> **What you should do**: Reproduce only the lines of the material below that start at the line containing "process::exit(1);" and stop at the line containing "Look up one". Keep both end lines.

> **Data for analysis**:
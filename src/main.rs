use clap::Parser;
use ocat_client::cli::{args::Args, commands};
use std::process;
use tracing_subscriber::EnvFilter;

fn main() {
    // Library logging is opt-in via RUST_LOG; the CLI stays quiet by default
    tracing_subscriber::fmt()
        .with_env_filter(EnvFilter::try_from_default_env().unwrap_or_else(|_| EnvFilter::new("warn")))
        .with_target(false)
        .init();

    let args = Args::parse();

    let Some(command) = args.command else {
        show_help_and_commands();
        process::exit(0);
    };

    if let Err(error) = commands::run(command) {
        eprintln!("Error: {:#}", error);
        process::exit(1);
    }
}

/// Show help information and available commands when no subcommand is provided
fn show_help_and_commands() {
    println!("OCAT Client - Chandra Observation Catalog");
    println!("=========================================");
    println!();
    println!("Query the Chandra Data Archive's observation catalog service for");
    println!("scheduling and target metadata, typed and unit-tagged per column.");
    println!();
    println!("USAGE:");
    println!("    ocat <COMMAND> [OPTIONS]");
    println!();
    println!("COMMANDS:");
    println!("    get       Look up one observation by its OBSID");
    println!("    search    Search the catalog by field/value criteria");
    println!("    open      Open an observation's ChaSeR page in the browser");
    println!("    help      Show this help message or help for specific commands");
    println!();
    println!("EXAMPLES:");
    println!("    # Look up observation 1234:");
    println!("    ocat get 1234");
    println!();
    println!("    # Search by target and instrument, print JSON:");
    println!("    ocat search target_name=NGC1275 instrument=ACIS-S --format json");
    println!();
    println!("    # Open the ChaSeR details page:");
    println!("    ocat open 1234");
    println!();
    println!("For detailed help on any command, use:");
    println!("    ocat <COMMAND> --help");
}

> **Response**:
        process::exit(1);
    }
}

/// Show help information and available commands when no subcommand is provided
fn show_help_and_commands() {
    println!("OCAT Client - Chandra Observation Catalog");
    println!("=========================================");
    println!();
    println!("Query the Chandra Data Archive's observation catalog service for");
    println!("scheduling and target metadata, typed and unit-tagged per column.");
    println!();
    println!("USAGE:");
    println!("    ocat <COMMAND> [OPTIONS]");
    println!();
    println!("COMMANDS:");
    println!("    get       Look up one observation by its OBSID");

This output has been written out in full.